▶ _Task statement_:
Scan the records beneath this line for the line holding "settings.toggle_mag_linear();" and the line holding "assets are fine;", then transcribe exactly those two and all lines between.

Data for review START

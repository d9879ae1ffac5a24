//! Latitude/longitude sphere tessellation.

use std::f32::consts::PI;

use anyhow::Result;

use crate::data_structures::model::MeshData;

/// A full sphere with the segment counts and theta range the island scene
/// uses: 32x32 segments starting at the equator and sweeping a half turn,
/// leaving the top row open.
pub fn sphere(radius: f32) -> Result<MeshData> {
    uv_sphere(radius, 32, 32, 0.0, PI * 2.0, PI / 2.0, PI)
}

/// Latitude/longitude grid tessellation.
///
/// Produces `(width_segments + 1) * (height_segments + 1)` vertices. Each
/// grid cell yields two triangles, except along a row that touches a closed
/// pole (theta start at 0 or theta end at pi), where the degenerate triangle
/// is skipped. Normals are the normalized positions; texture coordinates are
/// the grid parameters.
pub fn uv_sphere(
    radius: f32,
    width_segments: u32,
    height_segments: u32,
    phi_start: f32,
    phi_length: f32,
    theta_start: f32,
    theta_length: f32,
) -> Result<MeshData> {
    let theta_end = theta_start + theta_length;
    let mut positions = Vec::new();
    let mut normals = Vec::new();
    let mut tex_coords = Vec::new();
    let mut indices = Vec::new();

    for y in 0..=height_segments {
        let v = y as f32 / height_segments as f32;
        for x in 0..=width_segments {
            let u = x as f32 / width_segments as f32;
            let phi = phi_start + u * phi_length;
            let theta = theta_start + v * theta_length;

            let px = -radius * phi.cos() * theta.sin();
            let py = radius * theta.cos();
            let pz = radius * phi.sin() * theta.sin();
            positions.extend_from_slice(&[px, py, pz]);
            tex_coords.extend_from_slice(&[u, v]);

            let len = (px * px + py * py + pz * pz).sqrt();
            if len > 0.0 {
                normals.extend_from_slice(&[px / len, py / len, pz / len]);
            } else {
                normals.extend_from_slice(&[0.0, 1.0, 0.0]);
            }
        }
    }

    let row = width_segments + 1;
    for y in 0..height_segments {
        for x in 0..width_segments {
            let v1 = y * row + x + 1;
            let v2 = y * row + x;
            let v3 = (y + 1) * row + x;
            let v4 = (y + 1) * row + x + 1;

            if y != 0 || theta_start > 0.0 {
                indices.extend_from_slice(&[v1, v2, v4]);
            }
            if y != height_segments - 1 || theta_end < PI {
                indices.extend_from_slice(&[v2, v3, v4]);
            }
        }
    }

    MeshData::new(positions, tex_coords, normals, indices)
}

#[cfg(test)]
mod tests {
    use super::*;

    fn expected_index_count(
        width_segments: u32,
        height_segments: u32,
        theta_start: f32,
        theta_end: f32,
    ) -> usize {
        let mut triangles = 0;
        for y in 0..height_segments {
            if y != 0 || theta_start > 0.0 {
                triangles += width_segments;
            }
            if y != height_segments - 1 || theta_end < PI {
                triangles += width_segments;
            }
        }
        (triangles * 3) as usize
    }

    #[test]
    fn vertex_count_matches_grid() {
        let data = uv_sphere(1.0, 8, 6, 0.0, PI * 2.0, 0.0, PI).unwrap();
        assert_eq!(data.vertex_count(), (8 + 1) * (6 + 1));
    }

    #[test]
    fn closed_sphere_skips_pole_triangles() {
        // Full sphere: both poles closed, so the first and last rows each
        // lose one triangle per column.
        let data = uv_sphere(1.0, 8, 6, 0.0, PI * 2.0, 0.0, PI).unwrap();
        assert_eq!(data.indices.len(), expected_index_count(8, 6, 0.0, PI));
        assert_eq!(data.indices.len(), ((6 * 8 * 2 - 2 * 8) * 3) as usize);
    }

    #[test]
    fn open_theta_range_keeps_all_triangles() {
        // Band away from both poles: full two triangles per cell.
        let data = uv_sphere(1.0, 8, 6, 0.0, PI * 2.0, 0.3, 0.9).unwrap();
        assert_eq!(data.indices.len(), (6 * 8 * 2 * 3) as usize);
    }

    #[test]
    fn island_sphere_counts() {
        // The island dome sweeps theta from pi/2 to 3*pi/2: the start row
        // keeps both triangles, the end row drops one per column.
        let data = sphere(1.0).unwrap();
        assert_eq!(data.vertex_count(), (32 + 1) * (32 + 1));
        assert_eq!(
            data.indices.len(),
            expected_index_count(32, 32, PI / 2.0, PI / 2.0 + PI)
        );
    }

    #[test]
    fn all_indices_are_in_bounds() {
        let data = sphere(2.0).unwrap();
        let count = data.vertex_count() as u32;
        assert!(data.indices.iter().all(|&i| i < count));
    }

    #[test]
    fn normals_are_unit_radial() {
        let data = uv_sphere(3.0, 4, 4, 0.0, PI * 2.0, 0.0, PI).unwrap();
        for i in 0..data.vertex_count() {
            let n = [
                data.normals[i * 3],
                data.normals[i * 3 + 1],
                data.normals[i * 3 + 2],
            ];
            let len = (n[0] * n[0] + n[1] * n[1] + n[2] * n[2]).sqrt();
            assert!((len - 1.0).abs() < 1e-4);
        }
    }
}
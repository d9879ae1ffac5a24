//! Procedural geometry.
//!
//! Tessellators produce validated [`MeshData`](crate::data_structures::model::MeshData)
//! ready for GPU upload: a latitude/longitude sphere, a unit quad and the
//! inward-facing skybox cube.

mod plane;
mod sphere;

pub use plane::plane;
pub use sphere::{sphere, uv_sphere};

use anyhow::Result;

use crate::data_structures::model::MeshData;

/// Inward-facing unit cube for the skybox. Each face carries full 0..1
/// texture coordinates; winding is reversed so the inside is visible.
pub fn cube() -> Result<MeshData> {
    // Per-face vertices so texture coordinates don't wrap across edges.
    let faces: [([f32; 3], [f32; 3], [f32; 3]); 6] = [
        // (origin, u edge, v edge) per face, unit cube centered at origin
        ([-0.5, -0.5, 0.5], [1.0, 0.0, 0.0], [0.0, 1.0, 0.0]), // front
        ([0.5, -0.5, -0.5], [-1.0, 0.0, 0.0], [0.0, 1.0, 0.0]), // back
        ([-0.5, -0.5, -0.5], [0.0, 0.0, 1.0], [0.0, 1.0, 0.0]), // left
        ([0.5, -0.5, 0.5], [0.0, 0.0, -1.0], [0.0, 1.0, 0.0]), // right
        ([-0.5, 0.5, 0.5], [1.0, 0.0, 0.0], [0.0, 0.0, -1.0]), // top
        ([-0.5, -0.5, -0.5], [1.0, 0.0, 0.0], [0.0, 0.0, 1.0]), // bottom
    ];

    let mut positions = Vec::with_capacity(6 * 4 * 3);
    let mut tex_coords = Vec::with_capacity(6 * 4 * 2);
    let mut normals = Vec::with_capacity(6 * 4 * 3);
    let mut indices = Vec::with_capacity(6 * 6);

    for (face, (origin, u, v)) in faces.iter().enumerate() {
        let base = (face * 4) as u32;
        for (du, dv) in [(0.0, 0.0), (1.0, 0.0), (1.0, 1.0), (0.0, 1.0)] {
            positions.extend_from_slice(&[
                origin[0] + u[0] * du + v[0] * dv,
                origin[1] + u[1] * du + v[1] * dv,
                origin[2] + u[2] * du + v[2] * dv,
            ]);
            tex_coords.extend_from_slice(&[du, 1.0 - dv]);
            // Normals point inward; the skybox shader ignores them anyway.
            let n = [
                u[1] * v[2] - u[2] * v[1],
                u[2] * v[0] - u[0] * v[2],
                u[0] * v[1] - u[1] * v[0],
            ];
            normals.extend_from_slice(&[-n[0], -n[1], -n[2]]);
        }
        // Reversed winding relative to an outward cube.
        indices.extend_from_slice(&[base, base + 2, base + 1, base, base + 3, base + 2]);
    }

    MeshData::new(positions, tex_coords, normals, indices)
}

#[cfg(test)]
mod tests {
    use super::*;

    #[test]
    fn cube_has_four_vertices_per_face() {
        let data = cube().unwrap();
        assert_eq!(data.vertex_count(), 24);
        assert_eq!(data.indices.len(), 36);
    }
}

Data for review END
Data for review START

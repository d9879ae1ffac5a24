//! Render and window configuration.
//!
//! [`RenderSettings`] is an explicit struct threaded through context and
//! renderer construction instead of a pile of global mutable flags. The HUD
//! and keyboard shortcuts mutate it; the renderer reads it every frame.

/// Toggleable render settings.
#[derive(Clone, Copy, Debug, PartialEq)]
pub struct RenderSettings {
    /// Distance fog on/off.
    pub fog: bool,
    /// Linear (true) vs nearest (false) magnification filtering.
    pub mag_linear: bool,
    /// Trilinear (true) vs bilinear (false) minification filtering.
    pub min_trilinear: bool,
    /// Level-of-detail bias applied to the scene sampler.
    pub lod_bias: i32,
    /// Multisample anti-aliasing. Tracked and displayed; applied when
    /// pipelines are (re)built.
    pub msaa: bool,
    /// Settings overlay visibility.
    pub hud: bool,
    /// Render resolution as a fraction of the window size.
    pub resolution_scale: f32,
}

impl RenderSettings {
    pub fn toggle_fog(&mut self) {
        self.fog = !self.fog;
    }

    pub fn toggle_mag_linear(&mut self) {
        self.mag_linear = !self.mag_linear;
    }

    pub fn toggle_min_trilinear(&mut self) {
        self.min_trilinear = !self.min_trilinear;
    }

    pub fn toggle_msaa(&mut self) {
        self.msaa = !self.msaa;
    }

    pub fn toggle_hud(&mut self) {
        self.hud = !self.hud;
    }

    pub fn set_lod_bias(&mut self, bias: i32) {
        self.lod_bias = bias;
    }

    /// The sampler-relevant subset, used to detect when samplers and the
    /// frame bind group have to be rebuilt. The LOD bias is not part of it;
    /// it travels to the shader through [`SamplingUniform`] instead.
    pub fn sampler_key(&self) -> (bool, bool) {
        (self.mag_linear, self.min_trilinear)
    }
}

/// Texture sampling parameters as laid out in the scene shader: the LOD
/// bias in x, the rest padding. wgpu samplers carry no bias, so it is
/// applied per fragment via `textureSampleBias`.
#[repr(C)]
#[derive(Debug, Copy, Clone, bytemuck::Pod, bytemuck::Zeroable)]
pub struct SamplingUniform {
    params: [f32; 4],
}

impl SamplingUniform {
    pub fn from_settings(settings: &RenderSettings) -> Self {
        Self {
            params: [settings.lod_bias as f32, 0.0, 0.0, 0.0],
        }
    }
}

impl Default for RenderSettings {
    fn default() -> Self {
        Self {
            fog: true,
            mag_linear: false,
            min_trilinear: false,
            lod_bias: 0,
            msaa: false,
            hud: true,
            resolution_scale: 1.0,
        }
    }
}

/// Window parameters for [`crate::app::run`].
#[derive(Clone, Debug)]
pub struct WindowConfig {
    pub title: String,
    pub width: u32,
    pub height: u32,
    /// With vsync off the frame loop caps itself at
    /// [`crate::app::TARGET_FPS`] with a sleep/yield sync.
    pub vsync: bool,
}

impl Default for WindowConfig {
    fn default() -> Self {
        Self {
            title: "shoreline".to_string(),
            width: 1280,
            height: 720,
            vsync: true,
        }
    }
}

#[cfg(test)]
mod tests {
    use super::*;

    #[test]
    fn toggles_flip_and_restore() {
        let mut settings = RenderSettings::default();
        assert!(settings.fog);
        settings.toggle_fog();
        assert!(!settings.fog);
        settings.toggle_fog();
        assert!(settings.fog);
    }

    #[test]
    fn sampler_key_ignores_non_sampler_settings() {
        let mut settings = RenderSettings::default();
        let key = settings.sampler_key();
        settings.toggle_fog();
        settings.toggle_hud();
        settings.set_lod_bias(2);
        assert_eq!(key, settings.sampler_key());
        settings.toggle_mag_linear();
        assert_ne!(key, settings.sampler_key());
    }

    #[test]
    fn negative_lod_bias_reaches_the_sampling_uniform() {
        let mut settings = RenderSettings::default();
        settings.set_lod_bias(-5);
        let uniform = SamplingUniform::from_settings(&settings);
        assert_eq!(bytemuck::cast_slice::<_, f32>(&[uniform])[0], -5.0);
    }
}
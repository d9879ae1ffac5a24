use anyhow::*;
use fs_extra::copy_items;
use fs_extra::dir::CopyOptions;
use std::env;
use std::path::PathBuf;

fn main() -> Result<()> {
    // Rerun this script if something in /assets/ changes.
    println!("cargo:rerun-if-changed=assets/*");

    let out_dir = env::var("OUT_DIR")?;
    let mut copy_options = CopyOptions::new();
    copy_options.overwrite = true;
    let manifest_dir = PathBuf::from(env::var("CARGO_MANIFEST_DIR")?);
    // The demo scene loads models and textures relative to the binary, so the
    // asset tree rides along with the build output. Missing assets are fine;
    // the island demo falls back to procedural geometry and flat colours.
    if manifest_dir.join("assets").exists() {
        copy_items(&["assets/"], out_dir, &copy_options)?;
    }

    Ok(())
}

Data for review END
Data for review START

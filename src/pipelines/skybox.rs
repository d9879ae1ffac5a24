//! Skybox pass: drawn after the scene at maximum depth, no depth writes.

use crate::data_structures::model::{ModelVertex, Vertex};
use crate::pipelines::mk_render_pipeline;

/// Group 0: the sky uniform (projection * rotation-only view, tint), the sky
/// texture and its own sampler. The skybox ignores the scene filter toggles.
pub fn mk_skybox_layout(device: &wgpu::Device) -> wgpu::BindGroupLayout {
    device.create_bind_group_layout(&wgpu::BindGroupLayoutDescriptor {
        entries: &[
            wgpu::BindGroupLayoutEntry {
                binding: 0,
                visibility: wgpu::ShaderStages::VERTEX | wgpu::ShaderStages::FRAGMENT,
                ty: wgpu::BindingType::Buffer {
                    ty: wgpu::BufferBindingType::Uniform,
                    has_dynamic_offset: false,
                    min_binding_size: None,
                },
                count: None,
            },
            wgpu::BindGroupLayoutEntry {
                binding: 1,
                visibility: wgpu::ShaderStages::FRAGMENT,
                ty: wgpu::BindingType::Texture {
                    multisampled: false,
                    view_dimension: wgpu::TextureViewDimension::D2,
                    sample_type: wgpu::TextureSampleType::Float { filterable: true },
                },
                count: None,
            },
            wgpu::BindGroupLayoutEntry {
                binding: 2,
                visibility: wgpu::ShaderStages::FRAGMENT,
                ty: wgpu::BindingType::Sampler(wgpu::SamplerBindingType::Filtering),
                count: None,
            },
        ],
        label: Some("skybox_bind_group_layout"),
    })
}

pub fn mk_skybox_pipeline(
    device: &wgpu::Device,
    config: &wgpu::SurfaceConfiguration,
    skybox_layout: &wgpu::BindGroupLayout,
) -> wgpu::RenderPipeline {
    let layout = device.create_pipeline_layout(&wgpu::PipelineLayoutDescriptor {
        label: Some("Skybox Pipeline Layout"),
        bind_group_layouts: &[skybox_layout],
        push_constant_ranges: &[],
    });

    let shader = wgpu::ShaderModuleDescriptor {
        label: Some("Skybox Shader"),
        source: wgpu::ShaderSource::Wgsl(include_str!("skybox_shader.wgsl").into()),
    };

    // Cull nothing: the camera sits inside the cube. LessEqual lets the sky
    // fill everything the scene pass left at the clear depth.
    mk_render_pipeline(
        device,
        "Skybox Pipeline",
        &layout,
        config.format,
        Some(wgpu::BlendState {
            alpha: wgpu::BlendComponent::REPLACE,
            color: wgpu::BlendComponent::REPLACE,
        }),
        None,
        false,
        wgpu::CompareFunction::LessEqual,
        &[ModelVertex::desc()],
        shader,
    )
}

Data for review END

▶ _Solution to this problem_:
        settings.toggle_mag_linear();
        assert_ne!(key, settings.sampler_key());
    }

    #[test]
    fn negative_lod_bias_reaches_the_sampling_uniform() {
        let mut settings = RenderSettings::default();
        settings.set_lod_bias(-5);
        let uniform = SamplingUniform::from_settings(&settings);
        assert_eq!(bytemuck::cast_slice::<_, f32>(&[uniform])[0], -5.0);
    }
}
repository d9879ae1ffac5a24
use anyhow::*;
use fs_extra::copy_items;
use fs_extra::dir::CopyOptions;
use std::env;
use std::path::PathBuf;

fn main() -> Result<()> {
    // Rerun this script if something in /assets/ changes.
    println!("cargo:rerun-if-changed=assets/*");

    let out_dir = env::var("OUT_DIR")?;
    let mut copy_options = CopyOptions::new();
    copy_options.overwrite = true;
    let manifest_dir = PathBuf::from(env::var("CARGO_MANIFEST_DIR")?);
    // The demo scene loads models and textures relative to the binary, so the
    // asset tree rides along with the build output. Missing assets are fine;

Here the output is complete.